[[ Exercise inputs, beginning ]]

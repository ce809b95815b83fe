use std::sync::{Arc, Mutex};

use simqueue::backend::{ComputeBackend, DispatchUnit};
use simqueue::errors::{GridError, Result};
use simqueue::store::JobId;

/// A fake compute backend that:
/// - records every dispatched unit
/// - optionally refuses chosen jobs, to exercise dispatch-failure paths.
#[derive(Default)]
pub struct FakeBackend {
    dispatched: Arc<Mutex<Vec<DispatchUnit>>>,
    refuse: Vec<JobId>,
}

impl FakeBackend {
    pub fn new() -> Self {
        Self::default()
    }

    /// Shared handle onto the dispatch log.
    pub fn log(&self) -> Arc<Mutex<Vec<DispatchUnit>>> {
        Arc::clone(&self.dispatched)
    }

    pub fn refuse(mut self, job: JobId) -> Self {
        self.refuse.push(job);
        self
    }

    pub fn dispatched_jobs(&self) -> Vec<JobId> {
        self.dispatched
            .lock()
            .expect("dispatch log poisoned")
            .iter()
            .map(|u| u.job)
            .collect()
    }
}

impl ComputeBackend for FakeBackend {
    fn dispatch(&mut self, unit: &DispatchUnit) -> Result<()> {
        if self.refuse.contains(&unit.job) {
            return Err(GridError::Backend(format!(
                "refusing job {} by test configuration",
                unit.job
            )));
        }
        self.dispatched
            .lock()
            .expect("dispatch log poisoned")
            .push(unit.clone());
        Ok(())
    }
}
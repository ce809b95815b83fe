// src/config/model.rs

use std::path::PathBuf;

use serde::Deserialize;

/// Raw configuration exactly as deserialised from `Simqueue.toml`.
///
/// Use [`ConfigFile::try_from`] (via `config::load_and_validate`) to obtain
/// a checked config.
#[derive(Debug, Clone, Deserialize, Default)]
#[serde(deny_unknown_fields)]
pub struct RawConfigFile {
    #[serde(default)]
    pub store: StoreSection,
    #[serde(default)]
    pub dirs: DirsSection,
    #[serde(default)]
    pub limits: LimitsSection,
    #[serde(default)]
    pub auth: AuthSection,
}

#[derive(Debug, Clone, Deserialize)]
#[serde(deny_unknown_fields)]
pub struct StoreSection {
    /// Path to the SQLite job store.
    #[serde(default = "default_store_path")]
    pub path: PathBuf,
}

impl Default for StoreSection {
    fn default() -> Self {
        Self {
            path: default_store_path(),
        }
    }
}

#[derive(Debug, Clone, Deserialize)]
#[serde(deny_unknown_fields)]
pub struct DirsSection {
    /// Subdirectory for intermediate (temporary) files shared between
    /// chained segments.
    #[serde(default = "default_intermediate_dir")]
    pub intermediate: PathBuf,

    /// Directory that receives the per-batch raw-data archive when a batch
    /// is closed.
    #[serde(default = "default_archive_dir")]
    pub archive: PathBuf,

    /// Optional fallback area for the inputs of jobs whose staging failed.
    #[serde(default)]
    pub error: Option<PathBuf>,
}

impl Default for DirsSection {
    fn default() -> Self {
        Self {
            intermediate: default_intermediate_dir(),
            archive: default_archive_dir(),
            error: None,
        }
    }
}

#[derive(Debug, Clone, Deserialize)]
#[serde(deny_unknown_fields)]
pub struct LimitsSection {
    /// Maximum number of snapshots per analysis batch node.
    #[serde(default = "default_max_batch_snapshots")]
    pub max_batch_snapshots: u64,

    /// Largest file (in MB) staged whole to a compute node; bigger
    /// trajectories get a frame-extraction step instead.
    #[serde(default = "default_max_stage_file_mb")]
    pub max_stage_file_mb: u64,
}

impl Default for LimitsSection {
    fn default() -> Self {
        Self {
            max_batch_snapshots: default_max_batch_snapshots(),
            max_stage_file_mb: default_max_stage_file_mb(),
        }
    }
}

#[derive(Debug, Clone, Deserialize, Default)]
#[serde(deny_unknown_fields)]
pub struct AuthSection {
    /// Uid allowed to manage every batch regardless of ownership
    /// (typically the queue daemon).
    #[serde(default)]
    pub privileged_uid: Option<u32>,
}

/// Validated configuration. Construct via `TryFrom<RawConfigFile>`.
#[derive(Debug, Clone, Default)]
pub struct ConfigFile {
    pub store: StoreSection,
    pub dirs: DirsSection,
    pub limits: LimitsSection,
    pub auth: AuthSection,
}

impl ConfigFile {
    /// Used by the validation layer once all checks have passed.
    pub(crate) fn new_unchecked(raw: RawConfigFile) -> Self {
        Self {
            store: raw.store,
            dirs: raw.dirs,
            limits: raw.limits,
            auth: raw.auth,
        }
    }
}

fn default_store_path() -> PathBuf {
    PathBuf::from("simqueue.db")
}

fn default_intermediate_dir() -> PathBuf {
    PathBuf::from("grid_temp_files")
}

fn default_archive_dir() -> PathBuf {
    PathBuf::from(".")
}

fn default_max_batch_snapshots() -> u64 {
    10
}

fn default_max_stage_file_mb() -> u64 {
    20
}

[[ Exercise inputs, end ]]

Activity
Please print each entry once more, exactly as it reads.

Task output
repository ce809b95815b83fe
use std::sync::{Arc, Mutex};

use simqueue::backend::{ComputeBackend, DispatchUnit};
use simqueue::errors::{GridError, Result};
use simqueue::store::JobId;

/// A fake compute backend that:
/// - records every dispatched unit
/// - optionally refuses chosen jobs, to exercise dispatch-failure paths.
#[derive(Default)]
pub struct FakeBackend {
    dispatched: Arc<Mutex<Vec<DispatchUnit>>>,
    refuse: Vec<JobId>,
}

impl FakeBackend {
    pub fn new() -> Self {
        Self::default()
    }

    /// Shared handle onto the dispatch log.
    pub fn log(&self) -> Arc<Mutex<Vec<DispatchUnit>>> {
        Arc::clone(&self.dispatched)
    }

    pub fn refuse(mut self, job: JobId) -> Self {
        self.refuse.push(job);
        self
    }

    pub fn dispatched_jobs(&self) -> Vec<JobId> {
        self.dispatched
            .lock()
            .expect("dispatch log poisoned")
            .iter()
            .map(|u| u.job)
            .collect()
    }
}

impl ComputeBackend for FakeBackend {
    fn dispatch(&mut self, unit: &DispatchUnit) -> Result<()> {
        if self.refuse.contains(&unit.job) {
            return Err(GridError::Backend(format!(
                "refusing job {} by test configuration",
                unit.job
            )));
        }
        self.dispatched
            .lock()
            .expect("dispatch log poisoned")
            .push(unit.clone());
        Ok(())
    }
}
repository ce809b95815b83fe
// src/config/model.rs

use std::path::PathBuf;

use serde::Deserialize;

/// Raw configuration exactly as deserialised from `Simqueue.toml`.
///
/// Use [`ConfigFile::try_from`] (via `config::load_and_validate`) to obtain
/// a checked config.
#[derive(Debug, Clone, Deserialize, Default)]
#[serde(deny_unknown_fields)]
pub struct RawConfigFile {
    #[serde(default)]
    pub store: StoreSection,
    #[serde(default)]
    pub dirs: DirsSection,
    #[serde(default)]
    pub limits: LimitsSection,
    #[serde(default)]
    pub auth: AuthSection,
}

#[derive(Debug, Clone, Deserialize)]
#[serde(deny_unknown_fields)]
pub struct StoreSection {
    /// Path to the SQLite job store.
    #[serde(default = "default_store_path")]
    pub path: PathBuf,
}

impl Default for StoreSection {
    fn default() -> Self {
        Self {
            path: default_store_path(),
        }
    }
}

#[derive(Debug, Clone, Deserialize)]
#[serde(deny_unknown_fields)]
pub struct DirsSection {
    /// Subdirectory for intermediate (temporary) files shared between
    /// chained segments.
    #[serde(default = "default_intermediate_dir")]
    pub intermediate: PathBuf,

    /// Directory that receives the per-batch raw-data archive when a batch
    /// is closed.
    #[serde(default = "default_archive_dir")]
    pub archive: PathBuf,

    /// Optional fallback area for the inputs of jobs whose staging failed.
    #[serde(default)]
    pub error: Option<PathBuf>,
}

impl Default for DirsSection {
    fn default() -> Self {
        Self {
            intermediate: default_intermediate_dir(),
            archive: default_archive_dir(),
            error: None,
        }
    }
}

#[derive(Debug, Clone, Deserialize)]
#[serde(deny_unknown_fields)]
pub struct LimitsSection {
    /// Maximum number of snapshots per analysis batch node.
    #[serde(default = "default_max_batch_snapshots")]
    pub max_batch_snapshots: u64,

    /// Largest file (in MB) staged whole to a compute node; bigger
    /// trajectories get a frame-extraction step instead.
    #[serde(default = "default_max_stage_file_mb")]
    pub max_stage_file_mb: u64,
}

impl Default for LimitsSection {
    fn default() -> Self {
        Self {
            max_batch_snapshots: default_max_batch_snapshots(),
            max_stage_file_mb: default_max_stage_file_mb(),
        }
    }
}

#[derive(Debug, Clone, Deserialize, Default)]
#[serde(deny_unknown_fields)]
pub struct AuthSection {
    /// Uid allowed to manage every batch regardless of ownership
    /// (typically the queue daemon).
    #[serde(default)]
    pub privileged_uid: Option<u32>,
}

/// Validated configuration. Construct via `TryFrom<RawConfigFile>`.
#[derive(Debug, Clone, Default)]
pub struct ConfigFile {
    pub store: StoreSection,
    pub dirs: DirsSection,
    pub limits: LimitsSection,
    pub auth: AuthSection,
}

impl ConfigFile {
    /// Used by the validation layer once all checks have passed.
    pub(crate) fn new_unchecked(raw: RawConfigFile) -> Self {
        Self {
            store: raw.store,
            dirs: raw.dirs,
            limits: raw.limits,
            auth: raw.auth,
        }
    }
}

fn default_store_path() -> PathBuf {
    PathBuf::from("simqueue.db")
}

fn default_intermediate_dir() -> PathBuf {
    PathBuf::from("grid_temp_files")
}

fn default_archive_dir() -> PathBuf {
    PathBuf::from(".")
}

fn default_max_batch_snapshots() -> u64 {
    10
}

fn default_max_stage_file_mb() -> u64 {
    20
}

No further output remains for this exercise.